Une partie de l’azote que les légumineuses prélèvent dans l’atmosphère et laissent dans le sol via les résidus de cultures et le système racinaire se retrouve disponible pour les cultures suivantes dans la rotation. Cette fourniture d’azote par les légumineuses est utile pour réduire la dépendance des systèmes agricoles aux engrais azotés, et constitue une source d’azote essentielle pour les systèmes en agriculture biologique.

Diversification, autonomie alimentaire, santé

Les légumineuses contribuent par ailleurs à la diversification des systèmes de grande culture européens, très spécialisés dans la production de céréales et oléagineux.

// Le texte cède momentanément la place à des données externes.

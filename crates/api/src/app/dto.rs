use serde::Deserialize;
use serde_json::json;

use gatekeep_identity::{Client, ClientCredential, ClientType, GrantType, ScopeSet};
use gatekeep_infra::EngineError;
use gatekeep_infra::projections::UserReadModel;
use gatekeep_infra::services::{AuthorizeRequest, ClientRegistration, RegisteredClient, TokenRequest};
use gatekeep_oauth::Session;

// ─────────────────────────────────────────────────────────────────────────────
// OAuth2 endpoints
// ─────────────────────────────────────────────────────────────────────────────

/// Query string of `GET /oauth2/authorize`. Missing parameters become empty
/// strings and are rejected by the engine with the proper error channel.
#[derive(Debug, Deserialize, Default)]
pub struct AuthorizeQuery {
    #[serde(default)]
    pub response_type: String,
    #[serde(default)]
    pub client_id: String,
    #[serde(default)]
    pub redirect_uri: String,
    pub scope: Option<String>,
    pub state: Option<String>,
    pub code_challenge: Option<String>,
    pub code_challenge_method: Option<String>,
    pub nonce: Option<String>,
}

impl From<AuthorizeQuery> for AuthorizeRequest {
    fn from(q: AuthorizeQuery) -> Self {
        AuthorizeRequest {
            response_type: q.response_type,
            client_id: q.client_id,
            redirect_uri: q.redirect_uri,
            scope: q.scope,
            state: q.state,
            code_challenge: q.code_challenge,
            code_challenge_method: q.code_challenge_method,
            nonce: q.nonce,
        }
    }
}

/// `application/x-www-form-urlencoded` body of `POST /oauth2/token`.
#[derive(Debug, Deserialize, Default)]
pub struct TokenForm {
    pub grant_type: Option<String>,
    pub client_id: Option<String>,
    pub client_secret: Option<String>,
    pub client_assertion_type: Option<String>,
    pub client_assertion: Option<String>,
    pub code: Option<String>,
    pub redirect_uri: Option<String>,
    pub code_verifier: Option<String>,
    pub refresh_token: Option<String>,
    pub scope: Option<String>,
}

impl TokenForm {
    pub fn into_request(self, credentials: ClientCredentials) -> Result<TokenRequest, EngineError> {
        let grant_type = self
            .grant_type
            .filter(|g| !g.is_empty())
            .ok_or_else(|| EngineError::invalid_request("grant_type is required"))?;
        Ok(TokenRequest {
            grant_type,
            client_id: credentials.client_id,
            client_secret: credentials.client_secret,
            client_assertion: credentials.client_assertion,
            code: self.code,
            redirect_uri: self.redirect_uri,
            code_verifier: self.code_verifier,
            refresh_token: self.refresh_token,
            scope: self.scope,
        })
    }
}

/// Body of `POST /oauth2/introspect` and `POST /oauth2/revoke`.
#[derive(Debug, Deserialize, Default)]
pub struct TokenHandleForm {
    pub token: Option<String>,
    /// Accepted and ignored: every token is self-describing.
    pub token_type_hint: Option<String>,
    pub client_id: Option<String>,
    pub client_secret: Option<String>,
    pub client_assertion_type: Option<String>,
    pub client_assertion: Option<String>,
}

/// Client credentials resolved from HTTP Basic or the form body.
#[derive(Debug, Clone, PartialEq, Eq)]
pub struct ClientCredentials {
    pub client_id: String,
    pub client_secret: Option<String>,
    /// RFC 7523 `private_key_jwt` assertion.
    pub client_assertion: Option<String>,
}

// ─────────────────────────────────────────────────────────────────────────────
// Account endpoints
// ─────────────────────────────────────────────────────────────────────────────

#[derive(Debug, Deserialize)]
pub struct RegisterUserRequest {
    pub email: String,
    pub password: String,
}

#[derive(Debug, Deserialize)]
pub struct LoginRequest {
    pub email: String,
    pub password: String,
    /// Stable device label; the user agent is used when absent.
    pub device: Option<String>,
}

#[derive(Debug, Deserialize)]
pub struct RegisterClientRequest {
    pub name: String,
    pub client_type: ClientType,
    #[serde(default)]
    pub redirect_uris: Vec<String>,
    /// Space-delimited scopes the client may request.
    pub scope: String,
    pub grant_types: Vec<GrantType>,
    pub require_pkce: Option<bool>,
    pub access_token_ttl_secs: Option<i64>,
    pub refresh_token_ttl_secs: Option<i64>,
    /// Register a key for `private_key_jwt` instead of receiving a secret.
    pub public_key_pem: Option<String>,
}

impl RegisterClientRequest {
    pub fn into_registration(self) -> Result<ClientRegistration, EngineError> {
        let allowed_scopes = ScopeSet::parse(&self.scope)?;
        Ok(ClientRegistration {
            name: self.name,
            client_type: self.client_type,
            redirect_uris: self.redirect_uris,
            allowed_scopes,
            grant_types: self.grant_types,
            require_pkce: self.require_pkce.unwrap_or(true),
            access_token_ttl_secs: self.access_token_ttl_secs,
            refresh_token_ttl_secs: self.refresh_token_ttl_secs,
            public_key_pem: self.public_key_pem,
        })
    }
}

// ─────────────────────────────────────────────────────────────────────────────
// JSON mapping
// ─────────────────────────────────────────────────────────────────────────────

pub fn user_to_json(user: &UserReadModel) -> serde_json::Value {
    json!({
        "user_id": user.user_id.to_string(),
        "email": user.email,
        "roles": user.roles,
        "active": user.active,
        "registered_at": user.registered_at,
    })
}

/// The plaintext secret is included exactly once, in the registration response.
pub fn registered_client_to_json(registered: &RegisteredClient) -> serde_json::Value {
    let client = &registered.client;
    let mut body = json!({
        "client_id": client.id.to_string(),
        "client_type": client.client_type,
        "redirect_uris": client.redirect_uris,
        "scope": client.allowed_scopes.to_string(),
        "grant_types": client.grant_types.iter().map(|g| g.as_str()).collect::<Vec<_>>(),
        "require_pkce": client.require_pkce,
        "token_endpoint_auth_method": token_endpoint_auth_method(client),
    });
    if let Some(secret) = &registered.client_secret {
        body["client_secret"] = json!(secret);
    }
    body
}

fn token_endpoint_auth_method(client: &Client) -> &'static str {
    match &client.credential {
        Some(ClientCredential::PublicKey { .. }) => "private_key_jwt",
        Some(ClientCredential::SecretDigest { .. }) => "client_secret_basic",
        None => "none",
    }
}

pub fn session_to_json(session: &Session, current: bool) -> serde_json::Value {
    json!({
        "session_id": session.session_id.to_string(),
        "device": session.device_fingerprint,
        "created_at": session.created_at,
        "last_seen_at": session.last_seen_at,
        "current": current,
    })
}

Cette diversification apporte des bénéfices agroécologiques en matière de qualité des sols et de biodiversité, tout en perturbant le cycle biologique des insectes ravageurs, des maladies des cultures principales et des plantes indésirables.

Produire plus de légumineuses en Europe contribuerait aussi à améliorer l’autonomie alimentaire de nos élevages : en 2021, l’Union européenne a ainsi importé 15 millions de tonnes (Mt) de graines de soja et 16 Mt de tourteaux pour alimenter ses animaux d’élevage. Mais cette substitution de protéines importées par des légumineuses cultivées localement suppose de réduire les surfaces cultivées avec d’autres cultures, ou de transformer les systèmes d’élevage pour donner plus de place à l’herbe et aux légumineuses fourragères.

Dans nos régimes alimentaires européens, où les protéines animales dominent, le rééquilibrage de la consommation vers les végétales a des…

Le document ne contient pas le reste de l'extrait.